Feb 01 2004

Kimson Plaut: Ubatuba

A Brazilian Soul


UatubaI am convinced that the only requirement one needs to play Brazilian music and assure audiences that what they hear is authentic is a Brazilian soul. Kimson Plaut’s Ubatuba validates my statement beyond any doubts. Ubatuba, which in Tupi-Guarani means place of the canoes, is Kimson’s soulful reflection of the 11 years he spent in Brazil (Ubatuba is a city in the state of São Paulo). He composed eight of the nine tracks in this release, and his arrangements embrace what is most authoritative in Brazilian instrumental traditions. Masterfully blending American jazz with bossa nova, baião, choro and samba, Kimson parallels his artistic performances to those of other masters in Brazilian instrumental music, such as Cesar Camargo Mariano and José Roberto Bertrami (of Azymuth).

“Lacraia: is a most fitting overture. This song showcases Vanderlei Pereira’s drums and Café’s percussion in rare form. The horn section, composed by Steve Sacks, Rick Savage, Aaron Heick and David Sacks, has full dominance through most of this song. When Romero Lubambo’s acoustic guitar takes over, the mood smoothly shifts into another direction. Swinging back and forth from progressive jazz to samba, Kimson skillfully captures your attention for the rest of the CD. “Ubatuba” itself is a more relaxed soft samba clearly intended to convey a bossa-nova feeling. The arrangement and Kimson’s performance will most likely make you think of some of Cesar Camargo Mariano’s arrangements for the great Elis Regina. With “Mercado Modelo,” Kimson reminisces of the time he spent in Recife. His accordion and Steve Sacks’s flutes transport you to any city market in northeast Brazil. Paquito D’Rivera’s clarinet solo enriches “Rice & Beans,” a samba-choro like the ones we are used to hearing from Pixinguinha. Kimson, like in Luiz Simas’s New Chorinhos from Brazil, carries forward a Brazilian musical legacy. Once again, the rich imagery Kimson attains with his music is highlighted as his fingers glide on the ivory in “Camburí.” Like a gentle breeze, “Camburí” harmonizes nature and music. This constant balance is the focus in Ubatuba. Even when Kimson chooses the Brazilian Lady of Jazz, Leny Andrade, to join in the only vocal number in this majestic release, his choice could not have been any better. “Considerando,” by Edu Lobo and Capinam, is one of those songs that will haunt you forever. Leny’s smoky voice and Kimson’s crystal piano blend in a most perfect combination.

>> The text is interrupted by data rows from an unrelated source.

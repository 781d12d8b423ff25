// Copyright (c) 2025 Soumyadip Sarkar.
// All rights reserved.
//
// This source code is licensed under the license found in the
// LICENSE file in the root directory of this source tree.

//! The long-running sync session.
//!
//! One task owns the ledger and the sync client and multiplexes everything that
//! can happen to them: the poll interval, the delayed re-pull after a push, the
//! status revert, user commands and shutdown. Nothing here needs a lock because
//! nothing else touches the ledger while the session runs.

use std::future::Future;

use tokio::sync::mpsc;
use tokio::time::{self, Instant, Interval, MissedTickBehavior};
use tracing::{info, warn};

use super::engine::{PullOutcome, PullTrigger, PushOutcome, SyncClient};
use crate::error::Rejection;
use crate::models::{Transaction, TransactionDraft};
use crate::store::Ledger;

#[derive(Debug)]
pub enum SessionCommand {
    Pull,
    Submit(TransactionDraft),
    Delete(String),
    SetEndpoint(Option<String>),
    Shutdown,
}

pub struct Session<'a> {
    ledger: &'a mut Ledger,
    sync: &'a mut SyncClient,
    repull_at: Option<Instant>,
}

impl<'a> Session<'a> {
    pub fn new(ledger: &'a mut Ledger, sync: &'a mut SyncClient) -> Self {
        Self {
            ledger,
            sync,
            repull_at: None,
        }
    }

    /// Record a draft locally, then replicate it. A successful push schedules a
    /// re-pull so the remote's copy replaces the optimistic one.
    pub async fn submit(&mut self, draft: TransactionDraft) -> Result<Transaction, Rejection> {
        let tx = self.ledger.record(draft)?;
        if self.sync.push(&tx).await == PushOutcome::Sent {
            self.repull_at = Some(Instant::now() + self.sync.settings().repull_delay);
        }
        Ok(tx)
    }

    /// Runs until `shutdown` resolves or a `Shutdown` command arrives.
    pub async fn run<F>(mut self, mut commands: mpsc::UnboundedReceiver<SessionCommand>, shutdown: F)
    where
        F: Future<Output = ()>,
    {
        tokio::pin!(shutdown);
        let mut poll = self.new_poll();
        let mut commands_open = true;

        if self.sync.endpoint().is_some() {
            self.sync.pull(self.ledger, PullTrigger::Background).await;
        }

        loop {
            let repull_at = self.repull_at;
            let revert_at = self.sync.status_indicator().revert_at();
            tokio::select! {
                _ = &mut shutdown => break,
                _ = poll.tick() => {
                    if self.sync.endpoint().is_some() {
                        self.sync.pull(self.ledger, PullTrigger::Background).await;
                    }
                }
                _ = sleep_until_opt(repull_at) => {
                    self.repull_at = None;
                    self.sync.pull(self.ledger, PullTrigger::Background).await;
                }
                _ = sleep_until_opt(revert_at) => {
                    if self.sync.status_indicator().expire(Instant::now()) {
                        info!("Sync status back to idle");
                    }
                }
                cmd = commands.recv(), if commands_open => match cmd {
                    Some(SessionCommand::Shutdown) => break,
                    Some(SessionCommand::SetEndpoint(url)) => {
                        if self.sync.set_endpoint(url) {
                            info!(endpoint = ?self.sync.endpoint(), "Endpoint changed, restarting poll timer");
                            poll = self.new_poll();
                            self.sync.pull(self.ledger, PullTrigger::Background).await;
                        }
                    }
                    Some(cmd) => self.handle(cmd).await,
                    None => commands_open = false,
                },
            }
        }
        info!("Sync session stopped");
    }

    async fn handle(&mut self, cmd: SessionCommand) {
        match cmd {
            SessionCommand::Pull => {
                if self.sync.pull(self.ledger, PullTrigger::User).await == PullOutcome::Failed {
                    warn!("Refresh failed: {}", self.sync.status());
                }
            }
            SessionCommand::Submit(draft) => match self.submit(draft).await {
                Ok(tx) => info!(id = %tx.id, "Recorded {} {} -> {}", tx.amount, tx.from, tx.to),
                Err(why) => warn!("Ignored submission: {}", why),
            },
            SessionCommand::Delete(id) => match self.ledger.delete_transaction(&id) {
                Ok(true) => info!(%id, "Deleted transaction locally"),
                Ok(false) => info!(%id, "No transaction with that id"),
                Err(e) => warn!(error = %e, "Could not persist deletion"),
            },
            SessionCommand::SetEndpoint(_) | SessionCommand::Shutdown => {}
        }
    }

    fn new_poll(&self) -> Interval {
        let period = self.sync.settings().poll_interval;
        let mut poll = time::interval_at(Instant::now() + period, period);
        poll.set_missed_tick_behavior(MissedTickBehavior::Delay);
        poll
    }
}

async fn sleep_until_opt(at: Option<Instant>) {
    match at {
        Some(at) => time::sleep_until(at).await,
        None => std::future::pending::<()>().await,
    }
}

Ubatuba is a rare paragon in Brazilian instrumental music. The evocative images and Kimson’s stirringly heartfelt performances are a consummate portrait of the Brazilian soul.

If Ubatuba is not distributed where you live, please search online vendors. Kimson Plaut died November 17, 2001.


Kimson Plaut
LPC 01/96 (1996)
Time: 49’55”


All tracks by Kimson Plaut, except where noted.

  1. Lacraia
  2. Ubatuba
  3. Mercado Modelo
  4. Rice & Beans (Feijão com Arroz)
  5. Camburí
  6. Porto de Galinhas
  7. Luquillo
  8. Considerando (Edu Lobo – Capinam) w/ Leny Andrade
  9. Samba Queens

A modified version of this review first appeared in Luna Kafé, February 1998.